Tuesday, January 27, 2009

Capital Losses

Quick: name me one form of gambling income that isn't taxed at your normal income tax rate. Slots? Lottery? Multi-state Powerball? Nope. It's "capital gains" on stock sales.

If you talk to defenders of the capital gains tax, and especially those who have argued for it to be lower than regular income tax, they'll tell you about how important it is to encourage people to Invest In Companies That Provide Jobs And Other Good Things, and I completely agree. Except 99% of the shares out there are not actually shares that were bought from the company. There was absolutely zero capital invested In Companies That Provide Jobs And Other Good Things. By giving preference to the stock market, people are encouraged to buy shares from the people who do Invest In Companies, and ensures that they make a lot of money.
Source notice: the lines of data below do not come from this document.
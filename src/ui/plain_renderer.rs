use std::io::{IsTerminal, Write};

use anstream::{AutoStream, ColorChoice};
use anstyle::Style;

use crate::ui::progress::{IndicatifSpinnerHandle, NoopSpinnerHandle};
use crate::ui::renderer::{Renderer, SpinnerHandle, UiResult};
use crate::ui::table::render_table;
use crate::ui::theme::{is_ci_environment, resolve_color_enabled, OutputMode, Theme};
use crate::ui::widgets::{KeyValue, MessageBlock, NoticeLevel, TableSpec};

pub struct PlainRenderer<W: Write> {
    writer: W,
    color_enabled: bool,
    progress_enabled: bool,
    theme: Theme,
}

impl<W: Write> PlainRenderer<W> {
    pub fn new(writer: W, color_enabled: bool) -> Self {
        Self {
            writer,
            color_enabled,
            progress_enabled: false,
            theme: Theme::default(),
        }
    }

    pub fn with_progress_enabled(mut self, enabled: bool) -> Self {
        self.progress_enabled = enabled;
        self
    }

    pub fn with_theme(mut self, theme: Theme) -> Self {
        self.theme = theme;
        self
    }

    pub fn into_inner(self) -> W {
        self.writer
    }

    fn style_text(&self, style: Style, text: &str) -> String {
        if !self.color_enabled {
            return text.to_owned();
        }
        format!("{}{}{}", style.render(), text, style.render_reset())
    }

    fn write_block(&mut self, label: &str, style: Style, block: &MessageBlock) -> UiResult<()> {
        let marker = self.style_text(style, label);
        writeln!(self.writer, "{marker} {}", block.title)?;
        writeln!(self.writer, "  {}", block.body)?;
        if let Some(hint) = &block.hint {
            let hint_label = self.style_text(self.theme.muted, "hint");
            writeln!(self.writer, "  {hint_label}: {hint}")?;
        }
        Ok(())
    }
}

impl PlainRenderer<AutoStream<std::io::Stdout>> {
    pub fn stdout(mode: OutputMode) -> Self {
        let choice = match mode {
            OutputMode::Auto => ColorChoice::Auto,
            OutputMode::Always => ColorChoice::AlwaysAnsi,
            OutputMode::Never => ColorChoice::Never,
        };
        let stream = AutoStream::new(std::io::stdout(), choice);
        let color_enabled = resolve_color_enabled(mode, std::io::stdout().is_terminal());
        let progress_enabled = std::io::stdout().is_terminal() && !is_ci_environment();
        Self::new(stream, color_enabled).with_progress_enabled(progress_enabled)
    }
}

impl PlainRenderer<AutoStream<std::io::Stderr>> {
    pub fn stderr(mode: OutputMode) -> Self {
        let choice = match mode {
            OutputMode::Auto => ColorChoice::Auto,
            OutputMode::Always => ColorChoice::AlwaysAnsi,
            OutputMode::Never => ColorChoice::Never,
        };
        let stream = AutoStream::new(std::io::stderr(), choice);
        let color_enabled = resolve_color_enabled(mode, std::io::stderr().is_terminal());
        let progress_enabled = std::io::stderr().is_terminal() && !is_ci_environment();
        Self::new(stream, color_enabled).with_progress_enabled(progress_enabled)
    }
}

impl<W: Write> Renderer for PlainRenderer<W> {
    fn text(&mut self, body: &str) -> UiResult<()> {
        write!(self.writer, "{body}")?;
        if !body.ends_with('\n') {
            writeln!(self.writer)?;
        }
        Ok(())
    }

    fn section(&mut self, title: &str) -> UiResult<()> {
        let rendered = self.style_text(self.theme.accent, title);
        let underline = self.style_text(self.theme.muted, &"─".repeat(title.chars().count()));
        writeln!(self.writer, "{rendered}")?;
        writeln!(self.writer, "{underline}")?;
        Ok(())
    }

    fn notice(&mut self, level: NoticeLevel, body: &str) -> UiResult<()> {
        let (label, style) = match level {
            NoticeLevel::Info => ("info", self.theme.accent),
            NoticeLevel::Warning => ("warn", self.theme.warning),
            NoticeLevel::Error => ("error", self.theme.error),
        };
        let marker = self.style_text(style, "•");
        let label = self.style_text(self.theme.muted, label);
        writeln!(self.writer, "{marker} {label}: {body}")?;
        Ok(())
    }

    fn bullet_list(&mut self, title: &str, items: &[String]) -> UiResult<()> {
        writeln!(self.writer, "{title}:")?;
        if items.is_empty() {
            writeln!(self.writer, "- <none>")?;
            return Ok(());
        }
        for item in items {
            writeln!(self.writer, "- {item}")?;
        }
        Ok(())
    }

    fn error_block(&mut self, block: &MessageBlock) -> UiResult<()> {
        self.write_block("[error]", self.theme.error, block)
    }

    fn warning_block(&mut self, block: &MessageBlock) -> UiResult<()> {
        self.write_block("[warning]", self.theme.warning, block)
    }

    fn key_values(&mut self, items: &[KeyValue]) -> UiResult<()> {
        for item in items {
            let key = self.style_text(self.theme.label, &item.key);
            let value = self.style_text(self.theme.value, &item.value);
            writeln!(self.writer, "{key}: {value}")?;
        }
        Ok(())
    }

    fn table(&mut self, spec: &TableSpec) -> UiResult<()> {
        let rendered = render_table(spec);
        writeln!(self.writer, "{rendered}")?;
        Ok(())
    }

    fn spinner(&mut self, label: &str) -> UiResult<Box<dyn SpinnerHandle>> {
        if self.progress_enabled {
            return Ok(Box::new(IndicatifSpinnerHandle::start(label)));
        }
        let symbol = self.style_text(self.theme.accent, "◌");
        writeln!(self.writer, "{symbol} {label}")?;
        Ok(Box::new(NoopSpinnerHandle))
    }
}

#[cfg(test)]
mod tests {
    use super::*;
    use crate::ui::renderer::Renderer;

    #[test]
    fn renders_blocks_without_color_when_disabled() {
        let mut renderer = PlainRenderer::new(Vec::<u8>::new(), false);

        renderer
            .error_block(
                &MessageBlock::new("Could not open link", "could not open `/dev/ttyUSB1`")
                    .with_hint("Pass --device or --host"),
            )
            .expect("render error block");

        let rendered = String::from_utf8(renderer.into_inner()).expect("utf8");
        assert_eq!(
            rendered,
            "[error] Could not open link\n  could not open `/dev/ttyUSB1`\n  hint: Pass --device or --host\n"
        );
    }

    #[test]
    fn renders_section_and_key_values_without_color_when_disabled() {
        let mut renderer = PlainRenderer::new(Vec::<u8>::new(), false);

        renderer.section("Session").expect("section");
        renderer
            .key_values(&KeyValue::from_pairs(&[
                ("lines received".to_owned(), "12".to_owned()),
                ("commands sent".to_owned(), "3".to_owned()),
            ]))
            .expect("key values");

        let rendered = String::from_utf8(renderer.into_inner()).expect("utf8");
        assert_eq!(
            rendered,
            "Session\n───────\nlines received: 12\ncommands sent: 3\n"
        );
    }

    #[test]
    fn spinner_falls_back_to_a_single_line_when_progress_disabled() {
        let mut renderer = PlainRenderer::new(Vec::<u8>::new(), false).with_progress_enabled(false);

        let spinner = renderer.spinner("Opening /dev/ttyUSB1").expect("spinner");
        spinner.set_message("Still opening");
        spinner.finish_success("Connected");

        let rendered = String::from_utf8(renderer.into_inner()).expect("utf8");
        assert_eq!(rendered, "◌ Opening /dev/ttyUSB1\n");
    }

    #[test]
    fn renders_bullet_list_and_table_without_color_when_disabled() {
        let mut renderer = PlainRenderer::new(Vec::<u8>::new(), false);
        renderer
            .bullet_list("common_commands", &["help".to_owned(), "reboot".to_owned()])
            .expect("bullet list");
        renderer
            .bullet_list("seed", &[])
            .expect("empty bullet list");
        renderer
            .table(&TableSpec::new(
                vec!["rule".to_owned(), "pattern".to_owned()],
                vec![vec!["errors".to_owned(), "/error/".to_owned()]],
            ))
            .expect("table");

        let rendered = String::from_utf8(renderer.into_inner()).expect("utf8");
        assert!(rendered.contains("common_commands:\n- help\n- reboot\n"));
        assert!(rendered.contains("seed:\n- <none>\n"));
        assert!(rendered.contains("pattern"));
        assert!(rendered.contains("/error/"));
    }

    #[test]
    fn text_adds_a_missing_newline_only() {
        let mut renderer = PlainRenderer::new(Vec::<u8>::new(), false);
        renderer.text("one").expect("text");
        renderer.text("two\n").expect("text");
        let rendered = String::from_utf8(renderer.into_inner()).expect("utf8");
        assert_eq!(rendered, "one\ntwo\n");
    }
}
But let's not kid ourselves that we're encouraging investment in companies.

If we want to encourage investment in companies, rather than encouraging the development of a financial industry that siphons off billions of dollars a year without actually producing anything (oh, except for the financial crisis we're experiencing now), we'd give preferential tax treatment only to the sale of shares that were purchased from the company, i.e. only those things that can truly be considered to be "capital".

What? This would discourage people from investing in the stock market? How do you figure? People were investing in the stock market before the drop in the capital gains tax rate. There's no lesser appeal to the money to be made by buying into the chance that someone down the road will be willing to pay more for your share, except people making that choice won't be able to make as much money as before. But why is this bad? What good does gambling on the market provide to the society, to warrant preferential tax treatment? Gambling on a company, sure, but when you buy a share of stock, you're buying a share of stock, not investing in a company. The stalwarts will continue to maintain that you should value shares based on the performance of the company that issued them, but really, come on. Did the dot-com bubble teach them nothing? The rationales people come up with to justify the different P/E ratios of different shares are just rationalizations. What it comes down to is this: for long periods of time, people implicitly agreed that stocks should be valued based on the underlying performance of the company, but that's just a principle, it's not a requirement, as we've seen all too well.

Let's take the company I work for: Google. In late 2007, its shares were trading north of $700 a share; this month, they're at $300 a share. What has happened to the fundamentals of the company in those 14 months? Still bringing in a heap of money quarter after quarter, with nice gains year over year, even as it expanded its workforce and costs significantly. Yet its "value" is down over 50%. Neither price is based on fundamentals: they're both based on opinion.

Buying stock is gambling, pure and simple. You're wagering that beyond some horizon with which you're comfortable, someone else's opinion of the company is going to make them willing to pay you more for your share than you paid for it. But don't kid yourself that you're "investing in the company": most of the time you're just paying off another person that took the same gamble you are.

So how about we get building businesses again: change the capital gains rate to apply only to the sale of shares that were purchased directly from the company, and make that same rate apply to interest earned from purchasing bonds, in both cases regardless of how long a person holds the instrument. Encourage investors to actually invest, not endanger the economy by frittering away money on more and more elaborate financial ploys.

3 comments:

Brent Noorda said...

I agree that trading in these young public tech companies stocks is the same as gambling, and is a baseless transaction (except as a gambling deal. And I'm glad you say so. But it seems different when a public company actually pays dividends, doesn't it?

Adam de Boor said...

It is different: it's even worse, because the Bush administration managed to pretty much remove taxes on dividends, because "the company already paid taxes on that money." (Of course, by that reasoning, companies shouldn't have to pay taxes on any money they receive for the goods I buy, because I already paid taxes on that money.) So now you've got money that's not actually going to a company to fund jobs and innovation, and money coming out of the company (also not funding jobs and innovation) tax free. Where's the social good there that deserves preferential tax treatment?

Curious Cat said...

It would actually make sense to index things to inflation. With computers today this would be easy. One of the big reasons to reduce the capital gains rates (originally) was you ended up paying tax on "gains" for your IBM stock you bought and then sold 20 years later and a big part of the "gain" was just inflation.

Indexing things to inflation wasn't practical in 1990. It is today.